Exercise brief: Everything in the listing below from the line containing "self.refresh_terminal_notices();" through the line containing "filesystem WALs only." must be repeated exactly; the remaining lines are not wanted.

Data for analysis:
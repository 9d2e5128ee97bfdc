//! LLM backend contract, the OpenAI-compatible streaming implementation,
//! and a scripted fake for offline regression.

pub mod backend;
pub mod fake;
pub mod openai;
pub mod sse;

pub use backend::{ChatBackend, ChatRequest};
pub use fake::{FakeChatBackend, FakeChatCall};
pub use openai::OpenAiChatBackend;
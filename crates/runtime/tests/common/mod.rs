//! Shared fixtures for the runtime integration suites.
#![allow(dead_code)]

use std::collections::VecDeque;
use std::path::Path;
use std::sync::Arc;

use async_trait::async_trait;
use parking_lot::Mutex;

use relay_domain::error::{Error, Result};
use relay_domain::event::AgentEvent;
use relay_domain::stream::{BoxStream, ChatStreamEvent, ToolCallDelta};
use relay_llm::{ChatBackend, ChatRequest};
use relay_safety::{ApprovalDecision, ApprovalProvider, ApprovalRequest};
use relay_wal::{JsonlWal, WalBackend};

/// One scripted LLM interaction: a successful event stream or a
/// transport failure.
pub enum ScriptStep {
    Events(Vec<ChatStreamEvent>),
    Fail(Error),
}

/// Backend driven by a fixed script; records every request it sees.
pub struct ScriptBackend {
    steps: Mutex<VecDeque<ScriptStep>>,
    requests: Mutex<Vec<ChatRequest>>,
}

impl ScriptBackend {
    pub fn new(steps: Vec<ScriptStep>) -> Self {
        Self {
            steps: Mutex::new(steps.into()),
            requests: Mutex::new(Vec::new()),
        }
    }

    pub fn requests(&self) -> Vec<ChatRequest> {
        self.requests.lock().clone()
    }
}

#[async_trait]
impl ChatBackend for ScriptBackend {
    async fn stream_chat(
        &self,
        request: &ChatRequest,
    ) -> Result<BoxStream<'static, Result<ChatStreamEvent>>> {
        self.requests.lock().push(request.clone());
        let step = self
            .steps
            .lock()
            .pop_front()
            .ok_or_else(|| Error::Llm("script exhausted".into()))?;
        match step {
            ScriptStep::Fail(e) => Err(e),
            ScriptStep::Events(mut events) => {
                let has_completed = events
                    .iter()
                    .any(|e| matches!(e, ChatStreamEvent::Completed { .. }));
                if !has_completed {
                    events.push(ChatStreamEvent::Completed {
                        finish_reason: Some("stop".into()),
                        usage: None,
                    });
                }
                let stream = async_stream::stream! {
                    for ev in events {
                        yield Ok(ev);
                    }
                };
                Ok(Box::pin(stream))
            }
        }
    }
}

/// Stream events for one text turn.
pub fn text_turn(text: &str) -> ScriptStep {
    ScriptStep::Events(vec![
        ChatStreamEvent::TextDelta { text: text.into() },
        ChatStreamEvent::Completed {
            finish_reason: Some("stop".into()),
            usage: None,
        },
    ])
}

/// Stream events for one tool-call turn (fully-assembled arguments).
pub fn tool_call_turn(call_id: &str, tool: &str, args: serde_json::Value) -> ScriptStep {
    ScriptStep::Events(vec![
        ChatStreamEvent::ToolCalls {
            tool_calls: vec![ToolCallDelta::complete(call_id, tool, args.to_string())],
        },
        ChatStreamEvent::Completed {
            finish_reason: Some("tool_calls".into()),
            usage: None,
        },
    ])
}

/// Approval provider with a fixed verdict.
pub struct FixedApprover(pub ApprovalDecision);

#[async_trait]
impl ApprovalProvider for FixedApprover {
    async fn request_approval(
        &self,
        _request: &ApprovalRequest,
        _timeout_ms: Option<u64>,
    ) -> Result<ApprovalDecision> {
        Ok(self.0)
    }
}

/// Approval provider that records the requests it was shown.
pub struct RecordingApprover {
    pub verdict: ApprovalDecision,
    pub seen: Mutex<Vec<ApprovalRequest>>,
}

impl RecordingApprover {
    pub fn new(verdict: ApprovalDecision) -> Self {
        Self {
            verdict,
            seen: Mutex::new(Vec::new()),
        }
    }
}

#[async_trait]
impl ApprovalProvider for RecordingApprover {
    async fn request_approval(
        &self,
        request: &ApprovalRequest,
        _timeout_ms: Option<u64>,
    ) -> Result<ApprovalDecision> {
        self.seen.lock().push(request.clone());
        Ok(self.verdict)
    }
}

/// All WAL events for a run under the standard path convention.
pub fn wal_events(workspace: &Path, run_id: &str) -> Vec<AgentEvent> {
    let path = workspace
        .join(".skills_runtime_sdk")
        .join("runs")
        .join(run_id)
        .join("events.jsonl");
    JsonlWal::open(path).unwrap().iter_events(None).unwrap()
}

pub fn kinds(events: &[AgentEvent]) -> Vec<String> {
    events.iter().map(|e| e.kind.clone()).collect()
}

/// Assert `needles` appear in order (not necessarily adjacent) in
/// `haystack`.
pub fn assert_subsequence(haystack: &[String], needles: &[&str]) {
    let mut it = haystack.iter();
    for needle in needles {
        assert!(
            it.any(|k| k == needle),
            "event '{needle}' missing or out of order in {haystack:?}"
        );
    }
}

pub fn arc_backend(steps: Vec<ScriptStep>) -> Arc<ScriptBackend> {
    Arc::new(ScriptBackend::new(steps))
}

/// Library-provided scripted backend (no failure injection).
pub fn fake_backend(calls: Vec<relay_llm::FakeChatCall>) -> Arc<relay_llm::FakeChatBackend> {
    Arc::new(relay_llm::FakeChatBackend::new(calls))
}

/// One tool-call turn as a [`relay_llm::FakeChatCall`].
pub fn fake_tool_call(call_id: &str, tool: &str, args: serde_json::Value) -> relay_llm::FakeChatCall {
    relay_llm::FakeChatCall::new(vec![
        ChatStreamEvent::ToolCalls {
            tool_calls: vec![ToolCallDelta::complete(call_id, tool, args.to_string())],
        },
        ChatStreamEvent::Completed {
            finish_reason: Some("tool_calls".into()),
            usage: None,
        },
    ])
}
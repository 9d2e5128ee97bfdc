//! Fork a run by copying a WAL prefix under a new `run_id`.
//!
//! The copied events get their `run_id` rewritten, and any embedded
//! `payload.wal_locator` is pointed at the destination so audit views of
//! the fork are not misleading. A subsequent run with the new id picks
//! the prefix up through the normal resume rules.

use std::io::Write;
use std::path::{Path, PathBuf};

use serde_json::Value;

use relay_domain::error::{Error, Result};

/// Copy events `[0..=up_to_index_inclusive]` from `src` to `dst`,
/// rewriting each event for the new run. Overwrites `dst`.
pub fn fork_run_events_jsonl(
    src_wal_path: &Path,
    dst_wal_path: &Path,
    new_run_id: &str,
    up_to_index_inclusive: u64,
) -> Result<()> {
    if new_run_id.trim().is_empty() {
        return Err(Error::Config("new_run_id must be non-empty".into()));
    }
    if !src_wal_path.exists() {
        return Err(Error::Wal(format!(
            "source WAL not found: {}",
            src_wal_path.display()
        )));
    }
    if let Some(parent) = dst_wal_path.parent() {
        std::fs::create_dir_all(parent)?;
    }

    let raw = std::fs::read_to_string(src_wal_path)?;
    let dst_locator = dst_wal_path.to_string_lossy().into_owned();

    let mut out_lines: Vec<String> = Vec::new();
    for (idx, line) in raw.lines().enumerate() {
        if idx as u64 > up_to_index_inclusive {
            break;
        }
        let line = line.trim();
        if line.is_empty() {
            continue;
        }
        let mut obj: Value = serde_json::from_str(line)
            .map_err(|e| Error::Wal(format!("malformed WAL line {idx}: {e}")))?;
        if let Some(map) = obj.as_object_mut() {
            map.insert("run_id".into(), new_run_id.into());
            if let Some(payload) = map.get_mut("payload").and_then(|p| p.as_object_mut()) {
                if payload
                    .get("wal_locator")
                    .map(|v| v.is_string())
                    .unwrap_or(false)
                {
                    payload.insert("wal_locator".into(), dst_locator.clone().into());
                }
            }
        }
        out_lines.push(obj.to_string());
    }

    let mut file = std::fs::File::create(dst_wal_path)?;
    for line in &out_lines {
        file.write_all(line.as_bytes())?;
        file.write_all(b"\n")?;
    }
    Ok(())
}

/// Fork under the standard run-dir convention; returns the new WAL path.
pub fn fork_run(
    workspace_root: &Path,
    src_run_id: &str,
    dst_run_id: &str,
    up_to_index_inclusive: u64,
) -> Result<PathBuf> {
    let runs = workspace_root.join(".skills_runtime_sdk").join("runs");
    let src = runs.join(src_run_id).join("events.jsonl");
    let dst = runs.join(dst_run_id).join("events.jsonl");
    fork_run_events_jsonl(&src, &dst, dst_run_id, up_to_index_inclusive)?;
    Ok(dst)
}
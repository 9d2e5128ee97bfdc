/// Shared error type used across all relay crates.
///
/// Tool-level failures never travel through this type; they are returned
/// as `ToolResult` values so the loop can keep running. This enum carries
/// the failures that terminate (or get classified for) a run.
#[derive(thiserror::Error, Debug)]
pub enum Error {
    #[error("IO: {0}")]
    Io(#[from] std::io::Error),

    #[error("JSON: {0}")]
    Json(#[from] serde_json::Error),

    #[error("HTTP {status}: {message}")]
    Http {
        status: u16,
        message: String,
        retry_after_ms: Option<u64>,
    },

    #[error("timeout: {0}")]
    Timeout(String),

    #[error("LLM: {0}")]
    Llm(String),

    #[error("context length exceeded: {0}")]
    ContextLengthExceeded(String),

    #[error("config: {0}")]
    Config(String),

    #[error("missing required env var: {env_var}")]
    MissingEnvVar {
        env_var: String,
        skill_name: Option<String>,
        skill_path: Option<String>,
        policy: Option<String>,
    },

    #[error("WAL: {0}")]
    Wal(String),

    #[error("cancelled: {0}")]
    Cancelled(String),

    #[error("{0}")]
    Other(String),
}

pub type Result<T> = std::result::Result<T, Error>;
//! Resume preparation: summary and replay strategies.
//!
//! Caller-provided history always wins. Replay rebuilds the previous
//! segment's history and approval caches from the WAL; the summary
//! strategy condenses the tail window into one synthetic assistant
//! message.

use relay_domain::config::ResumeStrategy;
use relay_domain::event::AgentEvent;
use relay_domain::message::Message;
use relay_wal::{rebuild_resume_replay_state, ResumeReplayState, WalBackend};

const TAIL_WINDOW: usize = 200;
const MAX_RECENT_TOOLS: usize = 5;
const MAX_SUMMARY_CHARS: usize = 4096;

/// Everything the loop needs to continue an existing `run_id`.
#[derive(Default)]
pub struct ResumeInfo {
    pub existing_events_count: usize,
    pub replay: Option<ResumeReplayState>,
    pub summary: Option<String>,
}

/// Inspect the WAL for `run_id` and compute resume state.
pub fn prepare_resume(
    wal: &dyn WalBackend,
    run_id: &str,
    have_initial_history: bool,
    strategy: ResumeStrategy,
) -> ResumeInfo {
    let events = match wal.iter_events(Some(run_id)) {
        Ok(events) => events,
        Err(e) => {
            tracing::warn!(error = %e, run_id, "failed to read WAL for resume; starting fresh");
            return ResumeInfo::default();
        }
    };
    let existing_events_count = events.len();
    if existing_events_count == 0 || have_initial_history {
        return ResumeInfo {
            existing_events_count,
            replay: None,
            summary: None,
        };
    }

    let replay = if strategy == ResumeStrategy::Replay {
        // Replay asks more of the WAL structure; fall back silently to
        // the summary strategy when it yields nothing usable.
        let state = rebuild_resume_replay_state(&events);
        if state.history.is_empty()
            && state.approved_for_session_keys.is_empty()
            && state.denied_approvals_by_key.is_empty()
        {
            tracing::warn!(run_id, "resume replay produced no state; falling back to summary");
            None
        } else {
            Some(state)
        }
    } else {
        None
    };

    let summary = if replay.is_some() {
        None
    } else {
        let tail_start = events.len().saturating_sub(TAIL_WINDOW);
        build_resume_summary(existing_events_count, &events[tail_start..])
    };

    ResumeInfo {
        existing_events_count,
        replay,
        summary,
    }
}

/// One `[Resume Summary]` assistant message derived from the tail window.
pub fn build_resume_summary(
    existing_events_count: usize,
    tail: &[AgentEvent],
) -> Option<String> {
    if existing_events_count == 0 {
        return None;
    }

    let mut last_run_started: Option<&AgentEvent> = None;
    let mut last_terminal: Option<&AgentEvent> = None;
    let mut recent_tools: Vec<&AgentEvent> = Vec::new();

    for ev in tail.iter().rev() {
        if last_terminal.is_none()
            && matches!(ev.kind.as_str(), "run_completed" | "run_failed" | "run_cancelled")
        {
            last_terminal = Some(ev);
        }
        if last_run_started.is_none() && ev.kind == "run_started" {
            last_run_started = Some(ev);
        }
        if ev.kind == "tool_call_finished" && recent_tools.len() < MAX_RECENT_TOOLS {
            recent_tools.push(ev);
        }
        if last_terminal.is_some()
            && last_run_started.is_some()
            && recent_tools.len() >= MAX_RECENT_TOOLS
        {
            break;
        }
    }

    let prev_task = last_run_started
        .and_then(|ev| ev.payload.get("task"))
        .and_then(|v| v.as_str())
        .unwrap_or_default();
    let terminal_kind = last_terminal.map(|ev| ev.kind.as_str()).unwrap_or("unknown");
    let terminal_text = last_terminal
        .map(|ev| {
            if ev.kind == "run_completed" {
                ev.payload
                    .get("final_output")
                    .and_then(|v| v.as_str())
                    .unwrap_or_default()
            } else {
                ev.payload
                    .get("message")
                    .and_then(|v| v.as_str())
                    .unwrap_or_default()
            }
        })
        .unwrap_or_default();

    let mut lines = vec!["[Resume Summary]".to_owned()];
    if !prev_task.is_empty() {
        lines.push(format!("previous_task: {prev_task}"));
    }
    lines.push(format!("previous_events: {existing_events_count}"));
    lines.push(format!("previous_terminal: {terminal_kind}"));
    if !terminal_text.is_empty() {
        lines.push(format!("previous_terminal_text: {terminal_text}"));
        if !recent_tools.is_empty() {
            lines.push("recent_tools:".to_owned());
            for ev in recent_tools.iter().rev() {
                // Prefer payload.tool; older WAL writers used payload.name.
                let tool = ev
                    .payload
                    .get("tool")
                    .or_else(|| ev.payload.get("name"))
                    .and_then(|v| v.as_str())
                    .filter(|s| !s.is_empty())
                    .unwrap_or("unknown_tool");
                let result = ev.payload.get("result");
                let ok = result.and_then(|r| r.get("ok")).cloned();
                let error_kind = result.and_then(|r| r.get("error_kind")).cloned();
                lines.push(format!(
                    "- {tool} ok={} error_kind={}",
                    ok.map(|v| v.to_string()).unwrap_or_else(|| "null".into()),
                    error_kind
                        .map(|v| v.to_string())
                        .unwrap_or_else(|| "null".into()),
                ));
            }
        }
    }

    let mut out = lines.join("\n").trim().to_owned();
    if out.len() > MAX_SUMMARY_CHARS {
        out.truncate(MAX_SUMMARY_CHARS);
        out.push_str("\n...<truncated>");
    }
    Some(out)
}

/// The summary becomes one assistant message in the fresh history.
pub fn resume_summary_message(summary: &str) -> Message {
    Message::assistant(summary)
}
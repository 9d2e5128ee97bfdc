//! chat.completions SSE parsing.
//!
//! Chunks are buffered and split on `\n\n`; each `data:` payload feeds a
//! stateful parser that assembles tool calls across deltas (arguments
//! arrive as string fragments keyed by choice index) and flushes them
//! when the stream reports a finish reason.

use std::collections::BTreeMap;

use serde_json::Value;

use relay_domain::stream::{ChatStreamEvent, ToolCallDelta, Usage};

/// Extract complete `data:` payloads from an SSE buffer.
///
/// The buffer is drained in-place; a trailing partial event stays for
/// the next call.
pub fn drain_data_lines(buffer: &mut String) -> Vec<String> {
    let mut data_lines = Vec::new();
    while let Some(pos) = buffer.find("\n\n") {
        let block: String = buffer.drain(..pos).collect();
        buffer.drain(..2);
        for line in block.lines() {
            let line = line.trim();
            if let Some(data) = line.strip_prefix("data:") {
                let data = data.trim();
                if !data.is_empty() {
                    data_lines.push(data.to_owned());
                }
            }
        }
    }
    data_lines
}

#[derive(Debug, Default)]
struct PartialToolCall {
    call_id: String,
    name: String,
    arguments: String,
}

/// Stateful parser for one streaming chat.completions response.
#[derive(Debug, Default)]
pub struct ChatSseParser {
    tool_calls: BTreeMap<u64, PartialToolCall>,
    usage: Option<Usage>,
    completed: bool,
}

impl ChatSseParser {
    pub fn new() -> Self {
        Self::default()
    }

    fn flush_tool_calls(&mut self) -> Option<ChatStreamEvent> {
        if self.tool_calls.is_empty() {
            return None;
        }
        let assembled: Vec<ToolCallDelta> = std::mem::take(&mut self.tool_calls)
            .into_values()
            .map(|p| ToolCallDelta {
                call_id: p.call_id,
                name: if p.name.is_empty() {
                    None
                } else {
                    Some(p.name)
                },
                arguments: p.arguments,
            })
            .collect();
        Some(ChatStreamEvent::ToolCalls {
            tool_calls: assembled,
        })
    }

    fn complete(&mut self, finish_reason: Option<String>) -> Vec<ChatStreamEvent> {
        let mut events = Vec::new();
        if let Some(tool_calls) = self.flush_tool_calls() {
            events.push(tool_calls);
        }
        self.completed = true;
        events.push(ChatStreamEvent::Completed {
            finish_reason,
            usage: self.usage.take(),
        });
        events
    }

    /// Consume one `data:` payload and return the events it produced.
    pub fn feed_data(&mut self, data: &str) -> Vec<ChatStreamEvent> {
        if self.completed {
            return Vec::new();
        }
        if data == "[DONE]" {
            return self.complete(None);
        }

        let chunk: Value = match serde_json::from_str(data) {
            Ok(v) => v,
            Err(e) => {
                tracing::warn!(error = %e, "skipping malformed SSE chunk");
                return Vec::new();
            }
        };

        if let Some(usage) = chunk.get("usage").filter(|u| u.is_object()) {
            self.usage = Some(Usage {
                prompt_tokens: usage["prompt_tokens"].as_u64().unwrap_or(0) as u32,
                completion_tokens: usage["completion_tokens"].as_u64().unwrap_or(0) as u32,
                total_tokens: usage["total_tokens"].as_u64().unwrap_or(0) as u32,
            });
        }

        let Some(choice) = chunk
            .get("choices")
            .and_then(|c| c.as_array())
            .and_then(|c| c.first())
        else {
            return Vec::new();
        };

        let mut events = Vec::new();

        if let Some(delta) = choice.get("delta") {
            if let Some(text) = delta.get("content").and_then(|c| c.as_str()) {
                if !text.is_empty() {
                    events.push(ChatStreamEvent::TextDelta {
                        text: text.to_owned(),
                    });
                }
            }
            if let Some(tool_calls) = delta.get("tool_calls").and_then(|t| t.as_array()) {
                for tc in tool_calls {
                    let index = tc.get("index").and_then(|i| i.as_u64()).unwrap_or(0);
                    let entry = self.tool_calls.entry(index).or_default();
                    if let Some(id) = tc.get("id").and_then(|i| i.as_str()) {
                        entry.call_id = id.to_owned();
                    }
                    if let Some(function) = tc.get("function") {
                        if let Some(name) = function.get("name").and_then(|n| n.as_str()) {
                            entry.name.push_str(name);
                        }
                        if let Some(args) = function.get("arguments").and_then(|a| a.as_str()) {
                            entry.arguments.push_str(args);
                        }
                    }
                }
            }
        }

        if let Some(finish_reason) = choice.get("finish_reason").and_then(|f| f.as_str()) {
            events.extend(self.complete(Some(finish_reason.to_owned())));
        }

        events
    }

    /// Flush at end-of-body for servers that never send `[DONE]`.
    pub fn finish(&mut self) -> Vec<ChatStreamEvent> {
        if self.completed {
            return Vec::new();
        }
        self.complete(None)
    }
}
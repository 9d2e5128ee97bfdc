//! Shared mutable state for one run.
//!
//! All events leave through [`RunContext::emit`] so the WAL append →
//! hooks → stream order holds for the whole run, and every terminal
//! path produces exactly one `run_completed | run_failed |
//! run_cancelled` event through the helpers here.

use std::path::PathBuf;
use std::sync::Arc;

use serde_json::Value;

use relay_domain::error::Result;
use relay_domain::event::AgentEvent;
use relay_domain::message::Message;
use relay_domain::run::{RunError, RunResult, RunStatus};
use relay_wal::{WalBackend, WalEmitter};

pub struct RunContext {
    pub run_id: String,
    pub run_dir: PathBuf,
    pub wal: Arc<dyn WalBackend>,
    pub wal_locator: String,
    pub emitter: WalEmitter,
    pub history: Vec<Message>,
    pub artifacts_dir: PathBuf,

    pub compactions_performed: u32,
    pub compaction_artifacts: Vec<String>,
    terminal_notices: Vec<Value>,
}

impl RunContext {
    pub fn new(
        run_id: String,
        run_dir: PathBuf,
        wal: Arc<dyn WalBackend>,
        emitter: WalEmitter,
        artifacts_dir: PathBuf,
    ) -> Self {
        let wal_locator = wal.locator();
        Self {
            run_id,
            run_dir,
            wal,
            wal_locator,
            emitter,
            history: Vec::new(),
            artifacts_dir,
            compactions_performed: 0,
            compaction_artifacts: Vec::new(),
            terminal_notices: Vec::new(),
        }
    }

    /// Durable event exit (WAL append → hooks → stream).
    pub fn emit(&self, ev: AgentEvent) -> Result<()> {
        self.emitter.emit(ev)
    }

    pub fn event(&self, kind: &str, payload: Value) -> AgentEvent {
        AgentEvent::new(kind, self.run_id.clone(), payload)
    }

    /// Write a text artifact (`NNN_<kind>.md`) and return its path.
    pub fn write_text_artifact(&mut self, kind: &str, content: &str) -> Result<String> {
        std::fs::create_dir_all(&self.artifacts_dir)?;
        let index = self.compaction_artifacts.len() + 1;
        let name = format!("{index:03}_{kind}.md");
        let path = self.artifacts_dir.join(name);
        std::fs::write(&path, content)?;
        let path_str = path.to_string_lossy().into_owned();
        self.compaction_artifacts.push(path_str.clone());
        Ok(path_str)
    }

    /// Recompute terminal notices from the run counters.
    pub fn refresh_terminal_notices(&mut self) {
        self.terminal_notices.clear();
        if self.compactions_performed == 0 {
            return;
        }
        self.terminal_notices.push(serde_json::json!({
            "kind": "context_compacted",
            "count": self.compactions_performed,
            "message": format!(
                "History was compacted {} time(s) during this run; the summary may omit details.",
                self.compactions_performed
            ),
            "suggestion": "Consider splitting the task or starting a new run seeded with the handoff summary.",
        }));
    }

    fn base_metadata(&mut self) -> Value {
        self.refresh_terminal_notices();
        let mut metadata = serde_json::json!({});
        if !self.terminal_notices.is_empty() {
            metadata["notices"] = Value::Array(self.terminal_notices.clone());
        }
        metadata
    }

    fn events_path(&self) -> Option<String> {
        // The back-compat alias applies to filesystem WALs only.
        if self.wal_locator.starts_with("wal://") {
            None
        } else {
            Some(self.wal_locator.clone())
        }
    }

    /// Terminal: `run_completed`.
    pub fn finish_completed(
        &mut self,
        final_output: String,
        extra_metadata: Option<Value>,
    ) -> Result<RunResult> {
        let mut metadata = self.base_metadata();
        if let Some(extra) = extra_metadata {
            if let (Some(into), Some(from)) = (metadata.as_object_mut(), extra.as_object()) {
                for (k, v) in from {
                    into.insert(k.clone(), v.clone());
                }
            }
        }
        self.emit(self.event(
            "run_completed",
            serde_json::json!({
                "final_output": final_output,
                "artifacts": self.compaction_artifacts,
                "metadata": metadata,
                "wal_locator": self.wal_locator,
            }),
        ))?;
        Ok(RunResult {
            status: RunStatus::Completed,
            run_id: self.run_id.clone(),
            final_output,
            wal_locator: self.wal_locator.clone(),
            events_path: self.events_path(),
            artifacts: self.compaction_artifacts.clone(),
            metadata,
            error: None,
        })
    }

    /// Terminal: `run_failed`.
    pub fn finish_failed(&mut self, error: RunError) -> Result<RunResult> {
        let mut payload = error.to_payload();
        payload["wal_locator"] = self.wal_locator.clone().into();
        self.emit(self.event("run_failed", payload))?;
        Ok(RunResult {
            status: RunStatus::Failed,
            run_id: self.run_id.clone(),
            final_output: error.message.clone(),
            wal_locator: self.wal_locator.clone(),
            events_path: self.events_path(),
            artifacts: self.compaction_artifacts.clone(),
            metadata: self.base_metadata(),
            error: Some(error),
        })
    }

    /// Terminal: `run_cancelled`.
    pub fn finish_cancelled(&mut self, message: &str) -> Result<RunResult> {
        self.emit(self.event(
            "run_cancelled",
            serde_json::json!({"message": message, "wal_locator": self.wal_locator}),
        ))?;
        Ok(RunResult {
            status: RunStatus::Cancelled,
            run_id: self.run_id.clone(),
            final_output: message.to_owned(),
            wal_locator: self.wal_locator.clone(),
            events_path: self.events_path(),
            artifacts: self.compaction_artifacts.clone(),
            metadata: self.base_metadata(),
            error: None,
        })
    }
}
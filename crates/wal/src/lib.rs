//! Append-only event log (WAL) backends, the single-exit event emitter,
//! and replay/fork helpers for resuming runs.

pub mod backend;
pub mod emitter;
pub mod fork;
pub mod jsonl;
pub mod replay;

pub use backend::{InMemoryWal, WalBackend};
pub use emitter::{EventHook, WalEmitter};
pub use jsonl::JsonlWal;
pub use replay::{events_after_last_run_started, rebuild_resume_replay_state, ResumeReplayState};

Solution to the problem:
        self.refresh_terminal_notices();
        let mut metadata = serde_json::json!({});
        if !self.terminal_notices.is_empty() {
            metadata["notices"] = Value::Array(self.terminal_notices.clone());
        }
        metadata
    }

    fn events_path(&self) -> Option<String> {
        // The back-compat alias applies to filesystem WALs only.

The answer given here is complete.